L’album est paru sur Century Media. Vous n’avez pas dû avoir beaucoup de mal à trouver une maison de disque pour sortir MONOTHEIST…
En fait, c’est une licence pour le monde entier. Nous avons tout financé pour pouvoir tout faire par nous-mêmes. Nous avons embauché et payé Peter Tagtgren. Tout le processus créatif a été réalisé à nos frais, selon nos propres termes. On ne voulait surtout rien donner à l’industrie du disque. Il y avait beaucoup d’intérêt de la part de compagnies de disque, surtout celles spécialisées dans le métal, évidemment, et plusieurs d’entre elles voulaient tout avoir. Nous sommes déjà passés par là et ça ne nous intéressait pas du tout de revivre ça. Ou bien vous acceptez de travailler avec nous en tant que partenaires, ou on ne travaillera pas ensemble. Et ça a très bien fonctionné avec Century Media.
Vous avez choisi Peter Tagtgren pour cet album et il a fait tout un travail ici. Pourquoi l’avez-vous recruté et surtout, lui a-t-il fallu plus d’une seconde pour accepter?
Il est venu en Suisse, à Zurich, après une tournée américaine. Nous nous sommes assis ensemble au local de répétition. Nous lui avons fait entendre tout le matériel que nous avions, les démos, etc. Nous avons parlé de l’album et il a finalement accepté. Il voulait d’abord savoir dans quelle direction Celtic Frost s’en allait… ce qui était d’ailleurs une question sur toutes les lèvres. Avec Celtic Frost, ce n’est pas comme avec Motörhead. Je veux dire, tu sais toujours à quoi t’attendre avec Motörhead, mais pas avec Celtic Frost. En fait, tu sais que tu n’auras pas ce à quoi tu pourrais t’attendre. Quand il a entendu le matériel, il a accepté le job. Nous l’avions choisi parce qu’on voulait quelqu’un qui réalisait d’où on venait et ce qu’est Celtic Frost dans l’univers métal. Peter a grandi en écoutant du Celtic Frost. C’était un des groupes avec lesquels il a appris à jouer de la guitare et qui l’a inspiré pour la musique qu’il a créée avec Hypocrisy. On voulait quelqu’un qui était aussi un créatif, et non un simple technicien, producteur ou ingénieur. Quelqu’un qui sait à quel point le processus créatif peut être exigeant et difficile.

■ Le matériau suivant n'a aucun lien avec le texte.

// -------------------------------------------------------------------------------------------------
//  Copyright (C) 2015-2025 Nautech Systems Pty Ltd. All rights reserved.
//  https://nautechsystems.io
//
//  Licensed under the GNU Lesser General Public License Version 3.0 (the "License");
//  You may not use this file except in compliance with the License.
//  You may obtain a copy of the License at https://www.gnu.org/licenses/lgpl-3.0.en.html
//
//  Unless required by applicable law or agreed to in writing, software
//  distributed under the License is distributed on an "AS IS" BASIS,
//  WITHOUT WARRANTIES OR CONDITIONS OF ANY KIND, either express or implied.
//  See the License for the specific language governing permissions and
//  limitations under the License.
// -------------------------------------------------------------------------------------------------

//! Integration tests for the BitMEX HTTP client and order submitter using a
//! mock server.

use std::net::SocketAddr;
use std::sync::{Arc, Mutex as StdMutex};

use axum::{
    Router,
    extract::{Query, RawQuery, State},
    http::{HeaderMap, StatusCode},
    response::{IntoResponse, Json, Response},
    routing::get,
};
use bitmex_hub::{
    BitmexClientConfig, BitmexError,
    common::enums::{BitmexOrderType, BitmexSide, OrderStatus},
    execution::{NormalizedPlaceInput, OrderSubmitter, validate_place_input},
    http::client::BitmexHttpClient,
    state::BitmexState,
};
use rstest::rstest;
use serde_json::{Value, json};
use ustr::Ustr;

#[derive(Clone, Default)]
struct TestServerState {
    post_count: Arc<StdMutex<usize>>,
    get_count: Arc<StdMutex<usize>>,
    post_bodies: Arc<StdMutex<Vec<Value>>>,
    post_headers: Arc<StdMutex<Vec<(Option<String>, Option<String>, Option<String>)>>>,
    fail_posts_with: Arc<StdMutex<Vec<StatusCode>>>,
    post_delay_ms: Arc<StdMutex<Option<u64>>>,
    order_id: Arc<StdMutex<String>>,
    reconcile_row: Arc<StdMutex<Option<Value>>>,
}

impl TestServerState {
    fn new(order_id: &str) -> Self {
        let state = Self::default();
        *state.order_id.lock().unwrap() = order_id.to_string();
        state
    }

    fn post_count(&self) -> usize {
        *self.post_count.lock().unwrap()
    }
}

fn order_ack(order_id: &str, body: &Value) -> Value {
    json!({
        "orderID": order_id,
        "clOrdID": body.get("clOrdID").cloned().unwrap_or(Value::Null),
        "symbol": body.get("symbol").cloned().unwrap_or(Value::Null),
        "side": body.get("side").cloned().unwrap_or(Value::Null),
        "orderQty": body.get("orderQty").cloned().unwrap_or(Value::Null),
        "ordType": body.get("ordType").cloned().unwrap_or(Value::Null),
        "ordStatus": "New",
        "execType": "New",
        "leavesQty": body.get("orderQty").cloned().unwrap_or(Value::Null),
        "cumQty": 0,
        "timestamp": "2024-01-05T00:01:20.000Z",
    })
}

async fn handle_post_order(
    State(state): State<TestServerState>,
    headers: HeaderMap,
    Json(body): Json<Value>,
) -> Response {
    *state.post_count.lock().unwrap() += 1;
    state.post_bodies.lock().unwrap().push(body.clone());
    state.post_headers.lock().unwrap().push((
        headers
            .get("api-key")
            .and_then(|v| v.to_str().ok())
            .map(String::from),
        headers
            .get("api-expires")
            .and_then(|v| v.to_str().ok())
            .map(String::from),
        headers
            .get("api-signature")
            .and_then(|v| v.to_str().ok())
            .map(String::from),
    ));

    let delay = *state.post_delay_ms.lock().unwrap();
    if let Some(delay) = delay {
        tokio::time::sleep(std::time::Duration::from_millis(delay)).await;
    }

    let failure = state.fail_posts_with.lock().unwrap().pop();
    if let Some(status) = failure {
        let mut response_headers = HeaderMap::new();
        if status == StatusCode::TOO_MANY_REQUESTS {
            response_headers.insert("retry-after", "1".parse().unwrap());
        }
        return (
            status,
            response_headers,
            Json(json!({"error": {"message": "simulated", "name": "HTTPError"}})),
        )
            .into_response();
    }

    let order_id = state.order_id.lock().unwrap().clone();
    Json(order_ack(&order_id, &body)).into_response()
}

async fn handle_get_order(
    State(state): State<TestServerState>,
    Query(params): Query<std::collections::HashMap<String, String>>,
) -> Response {
    *state.get_count.lock().unwrap() += 1;

    let row = state.reconcile_row.lock().unwrap().clone();
    match (params.get("clOrdID"), row) {
        (Some(_), Some(row)) => Json(json!([row])).into_response(),
        _ => Json(json!([])).into_response(),
    }
}

async fn handle_get_instruments(RawQuery(_query): RawQuery) -> Response {
    Json(json!([
        {
            "symbol": "XBTUSD",
            "state": "open",
            "lotSize": 100,
            "tickSize": 0.5,
            "markPrice": 60123.45,
        },
    ]))
    .into_response()
}

async fn start_server(state: TestServerState) -> SocketAddr {
    let app = Router::new()
        .route(
            "/order",
            axum::routing::post(handle_post_order).get(handle_get_order),
        )
        .route("/instrument/active", get(handle_get_instruments))
        .with_state(state);

    let listener = tokio::net::TcpListener::bind("127.0.0.1:0").await.unwrap();
    let addr = listener.local_addr().unwrap();
    tokio::spawn(async move {
        axum::serve(listener, app).await.unwrap();
    });
    addr
}

fn config_for(addr: SocketAddr) -> BitmexClientConfig {
    BitmexClientConfig {
        api_key: Some("LAqUlngMIQkIUjXMUreyu3qn".to_string()),
        api_secret: Some("chNOOS4KvNXR_Xq4k4c9qsfoKWvnDecLATCRlcBwyKDYnWgO".to_string()),
        base_url_http: Some(format!("http://{addr}")),
        http_timeout_secs: 5,
        order_timeout_ms: 500,
        ..Default::default()
    }
}

fn submitter_for(config: &BitmexClientConfig) -> (OrderSubmitter, Arc<StdMutex<BitmexState>>) {
    let state = Arc::new(StdMutex::new(BitmexState::default()));
    let http = BitmexHttpClient::new(config).unwrap();
    let submitter = OrderSubmitter::new(http, Arc::clone(&state), config, None);
    (submitter, state)
}

fn market_buy(cl_ord_id: &str) -> NormalizedPlaceInput {
    validate_place_input(&bitmex_hub::PlaceRequest {
        symbol: "XBTUSD".to_string(),
        side: BitmexSide::Buy,
        size: 100.0,
        price: None,
        order_type: BitmexOrderType::Market,
        opts: bitmex_hub::PlaceOptions {
            cl_ord_id: Some(cl_ord_id.to_string()),
            ..Default::default()
        },
        best_ask: None,
        best_bid: None,
    })
    .unwrap()
}

#[rstest]
#[tokio::test]
async fn test_market_buy_happy_path() {
    let server = TestServerState::new("ord-1");
    let addr = start_server(server.clone()).await;
    let (submitter, state) = submitter_for(&config_for(addr));

    let order = submitter.submit(market_buy("client-1")).await.unwrap();

    assert_eq!(order.order_id, Ustr::from("ord-1"));
    assert_eq!(order.status, OrderStatus::Placed);
    assert_eq!(server.post_count(), 1);

    // The POST body carries exactly the expected fields
    let bodies = server.post_bodies.lock().unwrap();
    assert_eq!(
        bodies[0],
        json!({
            "symbol": "XBTUSD",
            "side": "Buy",
            "orderQty": 100.0,
            "ordType": "Market",
            "clOrdID": "client-1"
        })
    );

    // The registry indexes the ack
    let state = state.lock().unwrap();
    let stored = state.orders.get_by_cl_ord_id("client-1").unwrap();
    assert_eq!(stored.order_id, Ustr::from("ord-1"));
    assert_eq!(stored.status, OrderStatus::Placed);
}

#[rstest]
#[tokio::test]
async fn test_signed_headers_attached() {
    let server = TestServerState::new("ord-1");
    let addr = start_server(server.clone()).await;
    let (submitter, _state) = submitter_for(&config_for(addr));

    submitter.submit(market_buy("client-sig")).await.unwrap();

    let headers = server.post_headers.lock().unwrap();
    let (key, expires, signature) = headers[0].clone();
    assert_eq!(key.as_deref(), Some("LAqUlngMIQkIUjXMUreyu3qn"));
    let expires: i64 = expires.unwrap().parse().unwrap();
    assert!(expires > chrono::Utc::now().timestamp());
    assert_eq!(signature.unwrap().len(), 64);
}

#[rstest]
#[tokio::test]
async fn test_retry_once_on_5xx() {
    let server = TestServerState::new("ord-2");
    let addr = start_server(server.clone()).await;
    server
        .fail_posts_with
        .lock()
        .unwrap()
        .push(StatusCode::SERVICE_UNAVAILABLE);
    let (submitter, _state) = submitter_for(&config_for(addr));

    let order = submitter.submit(market_buy("client-2")).await.unwrap();

    assert_eq!(order.order_id, Ustr::from("ord-2"));
    assert_eq!(server.post_count(), 2);
}

#[rstest]
#[tokio::test]
async fn test_no_retry_on_429_with_retry_hint() {
    let server = TestServerState::new("ord-3");
    let addr = start_server(server.clone()).await;
    server
        .fail_posts_with
        .lock()
        .unwrap()
        .push(StatusCode::TOO_MANY_REQUESTS);
    let (submitter, _state) = submitter_for(&config_for(addr));

    let err = submitter.submit(market_buy("client-3")).await.unwrap_err();

    assert_eq!(server.post_count(), 1);
    match err {
        BitmexError::RateLimit { retry_after_ms, .. } => {
            assert_eq!(retry_after_ms, Some(1_000));
        }
        other => panic!("expected rate limit error, got {other:?}"),
    }
}

#[rstest]
#[tokio::test]
async fn test_no_retry_on_validation_4xx() {
    let server = TestServerState::new("ord-4");
    let addr = start_server(server.clone()).await;
    server
        .fail_posts_with
        .lock()
        .unwrap()
        .push(StatusCode::BAD_REQUEST);
    let (submitter, _state) = submitter_for(&config_for(addr));

    let err = submitter.submit(market_buy("client-4")).await.unwrap_err();

    assert_eq!(server.post_count(), 1);
    assert!(matches!(err, BitmexError::Validation { .. }));
}

#[rstest]
#[tokio::test]
async fn test_order_rejected_on_422() {
    let server = TestServerState::new("ord-5");
    let addr = start_server(server.clone()).await;
    server
        .fail_posts_with
        .lock()
        .unwrap()
        .push(StatusCode::UNPROCESSABLE_ENTITY);
    let (submitter, _state) = submitter_for(&config_for(addr));

    let err = submitter.submit(market_buy("client-5")).await.unwrap_err();
    assert!(matches!(err, BitmexError::OrderRejected { .. }));
}

#[rstest]
#[tokio::test]
async fn test_timeout_triggers_reconcile() {
    let server = TestServerState::new("ord-6");
    let addr = start_server(server.clone()).await;
    // POST stalls past the placement timeout; reconcile finds the order
    *server.post_delay_ms.lock().unwrap() = Some(2_000);
    *server.reconcile_row.lock().unwrap() = Some(json!({
        "orderID": "ord-6",
        "clOrdID": "client-6",
        "symbol": "XBTUSD",
        "side": "Buy",
        "orderQty": 100,
        "ordStatus": "New",
        "leavesQty": 100,
        "cumQty": 0,
        "timestamp": "2024-01-05T00:01:20.000Z",
    }));
    let (submitter, state) = submitter_for(&config_for(addr));

    let order = submitter.submit(market_buy("client-6")).await.unwrap();

    assert_eq!(order.order_id, Ustr::from("ord-6"));
    assert_eq!(*server.get_count.lock().unwrap(), 1);
    let state = state.lock().unwrap();
    assert!(state.orders.get_by_cl_ord_id("client-6").is_some());
}

#[rstest]
#[tokio::test]
async fn test_timeout_without_trace_surfaces_timeout() {
    let server = TestServerState::new("ord-7");
    let addr = start_server(server.clone()).await;
    *server.post_delay_ms.lock().unwrap() = Some(2_000);
    // No reconcile row and nothing observed via the stream
    let (submitter, _state) = submitter_for(&config_for(addr));

    let err = submitter.submit(market_buy("client-7")).await.unwrap_err();
    assert!(matches!(err, BitmexError::Timeout { .. }));
}

#[rstest]
#[tokio::test]
async fn test_duplicate_submissions_coalesce() {
    let server = TestServerState::new("ord-8");
    let addr = start_server(server.clone()).await;
    // Slow the ack down enough for the second submit to catch the first
    *server.post_delay_ms.lock().unwrap() = Some(100);
    let (submitter, _state) = submitter_for(&config_for(addr));

    let first = submitter.submit(market_buy("client-8"));
    let second = submitter.submit(market_buy("client-8"));
    let (first, second) = tokio::join!(first, second);

    let first = first.unwrap();
    let second = second.unwrap();
    assert_eq!(first.order_id, Ustr::from("ord-8"));
    assert_eq!(first, second);
    assert_eq!(server.post_count(), 1);
}

#[rstest]
#[tokio::test]
async fn test_instrument_bootstrap_rows() {
    let server = TestServerState::new("ord-9");
    let addr = start_server(server).await;
    let http = BitmexHttpClient::new(&config_for(addr)).unwrap();

    let instruments = http.get_instruments(true).await.unwrap();
    assert_eq!(instruments.len(), 1);
    assert_eq!(instruments[0].symbol, Ustr::from("XBTUSD"));
    assert_eq!(instruments[0].tick_size, Some(0.5));
}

On savait qu’on allait vivre beaucoup de catharsis en studio et qu’il y aurait beaucoup d’émotions. Ça n’allait pas être un enregistrement facile ou joyeux. Et je crois que ça transparaît dans la musique sur l’album. Il nous fallait donc quelqu’un capable de nous aider à traverser tout ça dans le studio. Peter s’est avéré le choix parfait. Ah oui, il fallait aussi un producteur accompli, capable de travailler avec tout l’équipement moderne qu’on retrouve aujourd’hui dans un studio. Peter a apporté tout ce dont nous avions besoin. Je crois qu’il n’a pas été facile de travailler avec nous, mais qu’il aime lui aussi le résultat final.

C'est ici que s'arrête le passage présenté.